--- Given records Enclosed Below ---

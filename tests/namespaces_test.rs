mod common;

use std::rc::Rc;

use serde_json::json;

use extshim::{Arg, BootstrapConfig, Dispatch, ImageData};

#[tokio::test]
async fn storage_sync_is_an_alias_of_local_and_session_is_not() {
    let fixture = common::bootstrap(common::default_config());
    let storage = fixture
        .root
        .namespace("storage")
        .expect("read slot")
        .expect("storage installed");

    let local = storage.area("local").expect("local area");
    let sync = storage.area("sync").expect("sync area");
    let session = storage.area("session").expect("session area");

    assert!(Rc::ptr_eq(&local, &sync), "sync resolves to the local area");
    assert!(!Rc::ptr_eq(&local, &session));

    let Dispatch::Future(fut) = sync
        .call("get", vec![Arg::Value(json!(["theme"]))])
        .expect("call")
    else {
        panic!("expected future");
    };
    fut.await;

    let calls = fixture.host.calls();
    assert_eq!(calls.len(), 1);
    assert_eq!(
        calls[0].method, "storage.local.get",
        "aliased writes land on the local area's qualified name"
    );
}

#[tokio::test]
async fn runtime_answers_manifest_and_url_without_the_host() {
    let fixture = common::bootstrap(common::default_config());
    let runtime = fixture
        .root
        .namespace("runtime")
        .expect("read slot")
        .expect("runtime installed");

    let Dispatch::Future(fut) = runtime.call("getManifest", vec![]).expect("call") else {
        panic!("expected future");
    };
    let manifest = fut.await.expect("manifest");
    assert_eq!(manifest["name"], json!("fixture"));

    let Dispatch::Future(fut) = runtime
        .call("getURL", vec![Arg::Value(json!("popup.html"))])
        .expect("call")
    else {
        panic!("expected future");
    };
    assert_eq!(
        fut.await,
        Some(json!("chrome-extension://test-extension/popup.html"))
    );

    assert_eq!(runtime.constant("id"), Some(&json!("test-extension")));
    assert!(fixture.host.calls().is_empty(), "nothing crossed the boundary");
}

#[tokio::test]
async fn runtime_id_is_absent_without_an_extension_id() {
    let fixture = common::bootstrap(BootstrapConfig {
        extension_id: None,
        manifest: json!({ "name": "anonymous" }),
        debug: false,
    });
    let runtime = fixture
        .root
        .namespace("runtime")
        .expect("read slot")
        .expect("runtime installed");
    assert_eq!(runtime.constant("id"), None);
}

#[tokio::test]
async fn platform_constants_are_exposed_per_namespace() {
    let fixture = common::bootstrap(common::default_config());

    let tabs = fixture
        .root
        .namespace("tabs")
        .expect("read slot")
        .expect("tabs installed");
    assert_eq!(tabs.constant("TAB_ID_NONE"), Some(&json!(-1)));

    let windows = fixture
        .root
        .namespace("windows")
        .expect("read slot")
        .expect("windows installed");
    assert_eq!(windows.constant("WINDOW_ID_NONE"), Some(&json!(-1)));
    assert_eq!(windows.constant("WINDOW_ID_CURRENT"), Some(&json!(-2)));
}

#[tokio::test]
async fn set_icon_encodes_a_size_keyed_buffer_map_before_the_boundary() {
    let fixture = common::bootstrap(common::default_config());
    let action = fixture
        .root
        .namespace("browserAction")
        .expect("read slot")
        .expect("browserAction installed");

    let pixels = |size: u32| ImageData::new(size, size, vec![0x7F; (size * size * 4) as usize]);
    let Dispatch::Future(fut) = action
        .call(
            "setIcon",
            vec![Arg::object([(
                "imageData",
                Arg::object([
                    ("16", Arg::Image(pixels(16))),
                    ("32", Arg::Image(pixels(32))),
                    ("48", Arg::Image(pixels(48))),
                ]),
            )])],
        )
        .expect("call")
    else {
        panic!("expected future");
    };
    fut.await;

    let calls = fixture.host.calls();
    assert_eq!(calls[0].method, "browserAction.setIcon");
    let image_data = &calls[0].args[0]["imageData"];
    for size in ["16", "32", "48"] {
        let variant = &image_data[size];
        assert!(variant["data"].is_string(), "variant {size} carries base64");
        assert_eq!(variant["width"], variant["height"]);
    }
    assert_eq!(image_data["32"]["width"], json!(32));
}

#[tokio::test]
async fn notification_create_encodes_a_single_icon_buffer() {
    let fixture = common::bootstrap(common::default_config());
    let notifications = fixture
        .root
        .namespace("notifications")
        .expect("read slot")
        .expect("notifications installed");

    let Dispatch::Future(fut) = notifications
        .call(
            "create",
            vec![
                Arg::Value(json!("note-1")),
                Arg::object([
                    ("title", Arg::Value(json!("Done"))),
                    ("iconUrl", Arg::Image(ImageData::new(2, 2, vec![0xFF; 16]))),
                ]),
            ],
        )
        .expect("call")
    else {
        panic!("expected future");
    };
    fut.await;

    let calls = fixture.host.calls();
    assert_eq!(calls[0].method, "notifications.create");
    assert_eq!(calls[0].args[0], json!("note-1"));
    // The options object follows the notification id; the codec still
    // finds and rewrites it.
    let icon = &calls[0].args[1]["iconUrl"];
    assert_eq!(icon["width"], json!(2));
    assert!(icon["data"].is_string());
    assert_eq!(calls[0].args[1]["title"], json!("Done"));
}

#[tokio::test]
async fn i18n_answers_the_ui_language_locally() {
    let fixture = common::bootstrap(common::default_config());
    let i18n = fixture
        .root
        .namespace("i18n")
        .expect("read slot")
        .expect("i18n installed");

    let Dispatch::Future(fut) = i18n.call("getUILanguage", vec![]).expect("call") else {
        panic!("expected future");
    };
    assert_eq!(fut.await, Some(json!("en-US")));
    assert!(fixture.host.calls().is_empty());
}
//! Per-method argument transforms applied before the gateway is invoked.
//!
//! The only non-serializable shape the fabricated surface accepts today is a
//! raw pixel buffer, either directly or as a map of named variants (one
//! buffer per icon size). A buffer that cannot be converted degrades to null
//! so a single bad image never aborts an otherwise valid call.

use std::collections::BTreeMap;

use base64::engine::general_purpose::STANDARD as BASE64;
use base64::Engine as _;
use serde_json::{json, Value};
use tracing::warn;

use crate::payload::{Arg, ImageData};

/// A pure transform over the positional argument list. Must be idempotent-
/// safe and must not mutate arguments it does not recognize.
pub type CodecFn = fn(Vec<Arg>) -> Vec<Arg>;

/// Object keys under which the fabricated surface accepts pixel buffers.
const IMAGE_KEYS: &[&str] = &["imageData", "iconUrl", "icon"];

/// Boundary-safe representation of a pixel buffer. A buffer whose length
/// does not match its dimensions degrades to null.
pub fn encode_image(image: &ImageData) -> Value {
    let expected = image.width as usize * image.height as usize * 4;
    if image.data.len() != expected {
        warn!(
            target: "gateway",
            width = image.width,
            height = image.height,
            len = image.data.len(),
            "pixel buffer does not match its dimensions; substituting null"
        );
        return Value::Null;
    }
    json!({
        "width": image.width,
        "height": image.height,
        "data": BASE64.encode(&image.data),
    })
}

/// Codec for methods whose options object may carry pixel buffers, directly
/// or as a size-keyed map (`{"16": image, "32": image}`). The options object
/// is the first object-shaped argument; some methods take a plain id before
/// it. Map keys are preserved; values that are already plain payloads pass
/// through.
pub fn encode_image_arguments(mut args: Vec<Arg>) -> Vec<Arg> {
    let options = args.iter_mut().find(|arg| matches!(arg, Arg::Object(_)));
    if let Some(Arg::Object(entries)) = options {
        for key in IMAGE_KEYS {
            if let Some(entry) = entries.remove(*key) {
                entries.insert((*key).to_string(), encode_entry(entry));
            }
        }
    }
    args
}

fn encode_entry(entry: Arg) -> Arg {
    match entry {
        Arg::Image(image) => Arg::Value(encode_image(&image)),
        Arg::Object(variants) => Arg::Object(
            variants
                .into_iter()
                .map(|(k, v)| (k, encode_entry(v)))
                .collect::<BTreeMap<_, _>>(),
        ),
        other => other,
    }
}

--- End of Enclosed Given records ---

• Your instructions:
Please give the number of lines in the listing above that contain the string "methods", without anything else.

• Your response:
2